## TASK DIRECTIONS
Once the line holding "cancelled when timer" is found in the listing below, write it out and each later line exactly, up to and including the one holding "of the timer".

## TASK INPUT
/// Remove `request_id` from the outstanding set and refresh `loading`
///
/// Returns `None` (after logging) if the request was not outstanding.
fn settle(state: &mut RequestsState, request_id: RequestId) -> Option<PendingRequest> {
    let Some(pending) = state.outstanding.remove(&request_id) else {
        tracing::warn!(%request_id, "Ignoring terminal transition for request that is not pending");
        return None;
    };

    if pending.mode.drives_loading() {
        state.loading = state
            .outstanding
            .values()
            .any(|other| other.mode.drives_loading());
    }
    Some(pending)
}

/// Configuration for [`LifecycleTracker`]
///
/// # Example
///
/// ```ignore
/// let config = TrackerConfig::default()
///     .with_event_capacity(20)
///     .with_fetch_delay(Duration::from_millis(50));
/// ```
#[derive(Debug, Clone)]
pub struct TrackerConfig {
    /// Number of events retained
    pub event_capacity: usize,
    /// Delay passed to the fetcher
    pub fetch_delay: Duration,
    /// Configuration of the underlying store
    pub store: StoreConfig,
}

impl TrackerConfig {
    /// Set the event log capacity
    #[must_use]
    pub const fn with_event_capacity(mut self, capacity: usize) -> Self {
        self.event_capacity = capacity;
        self
    }

    /// Set the fetch delay
    #[must_use]
    pub const fn with_fetch_delay(mut self, delay: Duration) -> Self {
        self.fetch_delay = delay;
        self
    }

    /// Set the store configuration
    #[must_use]
    pub const fn with_store_config(mut self, store: StoreConfig) -> Self {
        self.store = store;
        self
    }
}

impl Default for TrackerConfig {
    fn default() -> Self {
        Self {
            event_capacity: DEFAULT_EVENT_CAPACITY,
            fetch_delay: DEFAULT_FETCH_DELAY,
            store: StoreConfig::default(),
        }
    }
}
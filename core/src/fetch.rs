//! Fetch primitive with cooperative cancellation.
//!
//! The [`Fetcher`] trait performs one unit of asynchronous work for a key and
//! resolves to a [`FetchResult`]. Implementations honor an optional
//! [`CancelToken`]: once the token is triggered the fetch fails with
//! [`FetchError::Cancelled`].
//!
//! [`SimulatedFetcher`] stands in for real I/O. It waits for the requested
//! delay and then stamps the key with the current time from its [`Clock`].
//!
//! # Example
//!
//! ```ignore
//! let fetcher = SimulatedFetcher::new(SystemClock);
//! let token = CancelToken::new();
//!
//! let pending = fetcher.fetch("A".into(), DEFAULT_FETCH_DELAY, Some(token.clone()));
//! token.trigger();
//!
//! assert!(pending.await.unwrap_err().is_cancelled());
//! ```

use crate::environment::Clock;
use crate::key::Key;
use chrono::{DateTime, Utc};
use futures::future::BoxFuture;
use serde::{Deserialize, Serialize};
use std::sync::Arc;
use std::time::Duration;
use thiserror::Error;
use tokio::sync::watch;

/// Delay used by the simulated fetch when none is configured
pub const DEFAULT_FETCH_DELAY: Duration = Duration::from_millis(800);

/// Successful outcome of a fetch
#[derive(Debug, Clone, PartialEq, Eq, Hash, Serialize, Deserialize)]
pub struct FetchResult {
    /// Key the fetch was issued for
    pub key: Key,
    /// Time at which the work completed
    pub timestamp: DateTime<Utc>,
}

impl FetchResult {
    /// Create a new result
    #[must_use]
    pub const fn new(key: Key, timestamp: DateTime<Utc>) -> Self {
        Self { key, timestamp }
    }
}

/// Errors produced by a fetch
///
/// `Clone` so one failure can be fanned out to every caller sharing an
/// in-flight entry.
#[derive(Error, Debug, Clone, PartialEq, Eq)]
pub enum FetchError {
    /// The fetch was cancelled before it completed
    ///
    /// This is an expected outcome of `cancelPrevious` displacement or an
    /// explicit cancellation, not a defect.
    #[error("Fetch for '{key}' was cancelled")]
    Cancelled {
        /// Key of the cancelled fetch
        key: Key,
    },

    /// The underlying work failed
    #[error("Fetch for '{key}' failed: {reason}")]
    Failed {
        /// Key of the failed fetch
        key: Key,
        /// Description of the failure
        reason: String,
    },

    /// The task driving the fetch was aborted or panicked
    #[error("Fetch task aborted: {0}")]
    Aborted(String),
}

impl FetchError {
    /// Whether this error is a cancellation
    #[must_use]
    pub const fn is_cancelled(&self) -> bool {
        matches!(self, Self::Cancelled { .. })
    }
}

/// Boxed future returned by [`Fetcher::fetch`]
pub type FetchFuture = BoxFuture<'static, Result<FetchResult, FetchError>>;

/// Cancellation capability for one unit of work
///
/// Clones share the same signal. Triggering is idempotent and may happen
/// any number of times; once triggered the token stays cancelled.
#[derive(Debug, Clone)]
pub struct CancelToken {
    signal: Arc<watch::Sender<bool>>,
}

impl CancelToken {
    /// Create a token that has not been triggered
    #[must_use]
    pub fn new() -> Self {
        let (signal, _) = watch::channel(false);
        Self {
            signal: Arc::new(signal),
        }
    }

    /// Request cancellation
    pub fn trigger(&self) {
        let already = self.signal.send_replace(true);
        if !already {
            tracing::trace!("Cancel token triggered");
        }
    }

    /// Whether cancellation has been requested
    #[must_use]
    pub fn is_cancelled(&self) -> bool {
        *self.signal.borrow()
    }

    /// Wait until cancellation is requested
    ///
    /// Resolves immediately if the token was already triggered.
    pub async fn cancelled(&self) {
        let mut rx = self.signal.subscribe();
        // The sender lives as long as `self`, so this cannot observe a closed channel.
        let _ = rx.wait_for(|cancelled| *cancelled).await;
    }
}

impl Default for CancelToken {
    fn default() -> Self {
        Self::new()
    }
}

/// One unit of asynchronous work for a key
///
/// Implementations must be independent per invocation: concurrent calls for
/// the same or different keys never share timers or state that would make
/// one call observe another's cancellation.
pub trait Fetcher: Send + Sync {
    /// Fetch `key`, waiting `delay` and honoring `signal`
    ///
    /// The returned future fails with [`FetchError::Cancelled`] if `signal` is
    /// triggered before the work completes.
    fn fetch(&self, key: Key, delay: Duration, signal: Option<CancelToken>) -> FetchFuture;
}

impl<F> Fetcher for Arc<F>
where
    F: Fetcher + ?Sized,
{
    fn fetch(&self, key: Key, delay: Duration, signal: Option<CancelToken>) -> FetchFuture {
        (**self).fetch(key, delay, signal)
    }
}

/// Timer-backed stand-in for real I/O
#[derive(Debug)]
pub struct SimulatedFetcher<C> {
    clock: Arc<C>,
}

impl<C: Clock> SimulatedFetcher<C> {
    /// Create a fetcher stamping results with `clock`
    #[must_use]
    pub fn new(clock: C) -> Self {
        Self {
            clock: Arc::new(clock),
        }
    }
}

impl<C> Clone for SimulatedFetcher<C> {
    fn clone(&self) -> Self {
        Self {
            clock: Arc::clone(&self.clock),
        }
    }
}

impl<C> Fetcher for SimulatedFetcher<C>
where
    C: Clock + 'static,
{
    fn fetch(&self, key: Key, delay: Duration, signal: Option<CancelToken>) -> FetchFuture {
        let clock = Arc::clone(&self.clock);

        Box::pin(async move {
            let started = std::time::Instant::now();

            if let Some(signal) = &signal {
                tokio::select! {
                    () = tokio::time::sleep(delay) => {},
                    () = signal.cancelled() => {
                        tracing::debug!(%key, "Fetch aborted before timer fired");
                        return Err(FetchError::Cancelled { key });
                    },
                }
            } else {
                tokio::time::sleep(delay).await;
            }

            if signal.as_ref().is_some_and(CancelToken::is_cancelled) {
                tracing::debug!(%key, "Fetch cancelled when timer fired");
                return Err(FetchError::Cancelled { key });
            }

            let result = FetchResult::new(key, clock.now());
            tracing::debug!(
                key = %result.key,
                elapsed_ms = started.elapsed().as_millis(),
                "Fetch resolved"
            );
            Ok(result)
        })
    }
}

#[cfg(test)]
#[allow(clippy::unwrap_used)]
mod tests {
    use super::*;
    use crate::environment::SystemClock;

    const SHORT: Duration = Duration::from_millis(20);

    #[tokio::test]
    async fn test_fetch_resolves_with_key() {
        let fetcher = SimulatedFetcher::new(SystemClock);
        let before = Utc::now();

        let result = fetcher.fetch("A".into(), SHORT, None).await.unwrap();

        assert_eq!(result.key, Key::from("A"));
        assert!(result.timestamp >= before);
    }

    #[tokio::test]
    async fn test_fetch_cancelled_during_wait() {
        let fetcher = SimulatedFetcher::new(SystemClock);
        let token = CancelToken::new();

        let pending = fetcher.fetch("A".into(), Duration::from_secs(5), Some(token.clone()));
        let started = std::time::Instant::now();
        token.trigger();
        let error = pending.await.unwrap_err();

        assert_eq!(error, FetchError::Cancelled { key: "A".into() });
        // Abort notification wakes the wait instead of the timer
        assert!(started.elapsed() < Duration::from_secs(1));
    }

    #[tokio::test]
    async fn test_fetch_cancelled_before_start() {
        let fetcher = SimulatedFetcher::new(SystemClock);
        let token = CancelToken::new();
        token.trigger();

        let error = fetcher.fetch("A".into(), SHORT, Some(token)).await.unwrap_err();
        assert!(error.is_cancelled());
    }

    #[tokio::test]
    async fn test_untriggered_signal_does_not_cancel() {
        let fetcher = SimulatedFetcher::new(SystemClock);
        let token = CancelToken::new();

        let result = fetcher.fetch("B".into(), SHORT, Some(token.clone())).await;
        assert!(result.is_ok());
        assert!(!token.is_cancelled());
    }

    #[tokio::test]
    async fn test_concurrent_fetches_are_independent() {
        let fetcher = SimulatedFetcher::new(SystemClock);
        let cancelled = CancelToken::new();
        let kept = CancelToken::new();

        let first = fetcher.fetch("A".into(), SHORT, Some(cancelled.clone()));
        let second = fetcher.fetch("A".into(), SHORT, Some(kept));
        cancelled.trigger();

        let (first, second) = tokio::join!(first, second);
        assert!(first.unwrap_err().is_cancelled());
        assert_eq!(second.unwrap().key, Key::from("A"));
    }

    #[test]
    fn test_trigger_is_idempotent() {
        let token = CancelToken::new();
        let clone = token.clone();
        assert!(!token.is_cancelled());

        token.trigger();
        token.trigger();
        clone.trigger();

        assert!(token.is_cancelled());
        assert!(clone.is_cancelled());
    }

    #[tokio::test]
    async fn test_cancelled_resolves_when_already_triggered() {
        let token = CancelToken::new();
        token.trigger();
        tokio::time::timeout(Duration::from_millis(100), token.cancelled())
            .await
            .unwrap();
    }

    #[test]
    fn test_cancelled_pending_until_triggered() {
        let token = CancelToken::new();
        let mut waiter = tokio_test::task::spawn(token.cancelled());
        tokio_test::assert_pending!(waiter.poll());

        token.trigger();

        assert!(waiter.is_woken());
        tokio_test::assert_ready!(waiter.poll());
    }

    #[test]
    fn test_error_display() {
        let error = FetchError::Failed {
            key: "A".into(),
            reason: "connection reset".to_string(),
        };
        assert_eq!(error.to_string(), "Fetch for 'A' failed: connection reset");
        assert!(!error.is_cancelled());
    }
}
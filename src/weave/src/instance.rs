use std::any::{self, Any, TypeId};
use std::fmt::{Debug, Formatter, Result as FmtResult};
use std::sync::Arc;

/// A type which releases resources when the scope owning it ends.
///
/// Instances created through [`Instance::new_disposable`] are disposed by
/// the scope (or the verification pass) that cached them, in reverse
/// creation order.
pub trait Dispose: Send + Sync + 'static {
    fn dispose(&self);
}

impl<T: Dispose + ?Sized> Dispose for Arc<T> {
    fn dispose(&self) {
        T::dispose(self)
    }
}

/// A type-erased, shareable object produced by the container.
///
/// Cloning an [`Instance`] shares the underlying object, so two clones are
/// always [`Instance::ptr_eq`].
#[derive(Clone)]
pub struct Instance {
    value: Arc<dyn Any + Send + Sync>,
    type_name: &'static str,
    disposer: Option<Arc<dyn Fn() + Send + Sync>>,
}

impl Instance {
    pub fn new<T>(value: T) -> Self
    where
        T: Any + Send + Sync,
    {
        Self {
            value: Arc::new(value),
            type_name: any::type_name::<T>(),
            disposer: None,
        }
    }

    /// Wraps a value which is disposed when its owning scope ends.
    pub fn new_disposable<T>(value: T) -> Self
    where
        T: Dispose + Clone,
    {
        let disposed = value.clone();
        Self::new(value).with_disposer(move || disposed.dispose())
    }

    pub fn with_disposer<F>(mut self, disposer: F) -> Self
    where
        F: Fn() + Send + Sync + 'static,
    {
        self.disposer = Some(Arc::new(disposer));
        self
    }

    pub fn get<T: Any>(&self) -> Option<&T> {
        self.value.downcast_ref::<T>()
    }

    pub fn cloned<T: Any + Clone>(&self) -> Option<T> {
        self.get::<T>().cloned()
    }

    pub fn is<T: Any>(&self) -> bool {
        self.value.is::<T>()
    }

    pub fn value_type_id(&self) -> TypeId {
        Any::type_id(&*self.value)
    }

    pub fn type_name(&self) -> &'static str {
        self.type_name
    }

    /// Returns true if both handles share the same object.
    pub fn ptr_eq(&self, other: &Instance) -> bool {
        std::ptr::addr_eq(Arc::as_ptr(&self.value), Arc::as_ptr(&other.value))
    }

    pub fn is_disposable(&self) -> bool {
        self.disposer.is_some()
    }

    pub(crate) fn dispose(&self) {
        if let Some(disposer) = &self.disposer {
            disposer();
        }
    }
}

impl Debug for Instance {
    fn fmt(&self, f: &mut Formatter<'_>) -> FmtResult {
        f.debug_struct("Instance")
            .field("type_name", &self.type_name)
            .field("disposable", &self.is_disposable())
            .finish_non_exhaustive()
    }
}

#[cfg(test)]
mod tests {
    use std::sync::atomic::{AtomicUsize, Ordering};

    use super::*;

    #[derive(Clone, Default)]
    struct Counter(Arc<AtomicUsize>);

    impl Dispose for Counter {
        fn dispose(&self) {
            self.0.fetch_add(1, Ordering::SeqCst);
        }
    }

    #[test]
    fn instance_get_succeeds() {
        let instance = Instance::new(42i32);
        assert_eq!(instance.get::<i32>(), Some(&42));
        assert!(instance.get::<u32>().is_none());
        assert!(instance.is::<i32>());
        assert_eq!(instance.value_type_id(), TypeId::of::<i32>());
        assert_eq!(instance.type_name(), "i32");
    }

    #[test]
    fn instance_ptr_eq_follows_clones() {
        let a = Instance::new(String::from("a"));
        let b = a.clone();
        let c = Instance::new(String::from("a"));
        assert!(a.ptr_eq(&b));
        assert!(!a.ptr_eq(&c));
    }

    #[test]
    fn instance_dispose_runs_disposer() {
        let counter = Counter::default();
        let instance = Instance::new_disposable(counter.clone());
        assert!(instance.is_disposable());
        instance.dispose();
        assert_eq!(counter.0.load(Ordering::SeqCst), 1);
    }
}
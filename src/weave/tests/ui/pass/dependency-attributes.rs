use std::collections::VecDeque;
use std::sync::Arc;

use weave::prelude::*;

pub trait Plugin: Send + Sync + 'static {}

pub struct Dashboard;

#[component(Arc<Dashboard>, Arc::new)]
impl Dashboard {
    #[inject]
    pub fn new(
        _retries: u8,
        #[named("Title")] _title: &'static str,
        #[contract(ServiceType::named("IRepo").with_arg(ServiceType::named("Order")))]
        _orders: String,
        #[all] _ports: Vec<u16>,
        #[all] _hosts: VecDeque<String>,
        #[all(ServiceType::named("IPlugin"))] _plugins: Vec<Arc<dyn Plugin>>,
    ) -> Self {
        Dashboard
    }
}

pub struct Metrics;

#[component]
impl Metrics {
    #[inject]
    pub fn new(
        #[all(ServiceType::named("IExporter"))] _exporters: Collection,
    ) -> Result<Self, std::fmt::Error> {
        Ok(Metrics)
    }
}

fn main() {}
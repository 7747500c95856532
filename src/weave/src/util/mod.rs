pub(crate) mod display;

## EXERCISE SOLUTION
                tracing::debug!(%key, "Fetch cancelled when timer fired");
                return Err(FetchError::Cancelled { key });
            }

            let result = FetchResult::new(key, clock.now());
            tracing::debug!(
                key = %result.key,
                elapsed_ms = started.elapsed().as_millis(),
                "Fetch resolved"
            );
            Ok(result)
        })
    }
}

#[cfg(test)]
#[allow(clippy::unwrap_used)]
mod tests {
    use super::*;
    use crate::environment::SystemClock;

    const SHORT: Duration = Duration::from_millis(20);

    #[tokio::test]
    async fn test_fetch_resolves_with_key() {
        let fetcher = SimulatedFetcher::new(SystemClock);
        let before = Utc::now();

        let result = fetcher.fetch("A".into(), SHORT, None).await.unwrap();

        assert_eq!(result.key, Key::from("A"));
        assert!(result.timestamp >= before);
    }

    #[tokio::test]
    async fn test_fetch_cancelled_during_wait() {
        let fetcher = SimulatedFetcher::new(SystemClock);
        let token = CancelToken::new();

        let pending = fetcher.fetch("A".into(), Duration::from_secs(5), Some(token.clone()));
        let started = std::time::Instant::now();
        token.trigger();
        let error = pending.await.unwrap_err();

        assert_eq!(error, FetchError::Cancelled { key: "A".into() });
        // Abort notification wakes the wait instead of the timer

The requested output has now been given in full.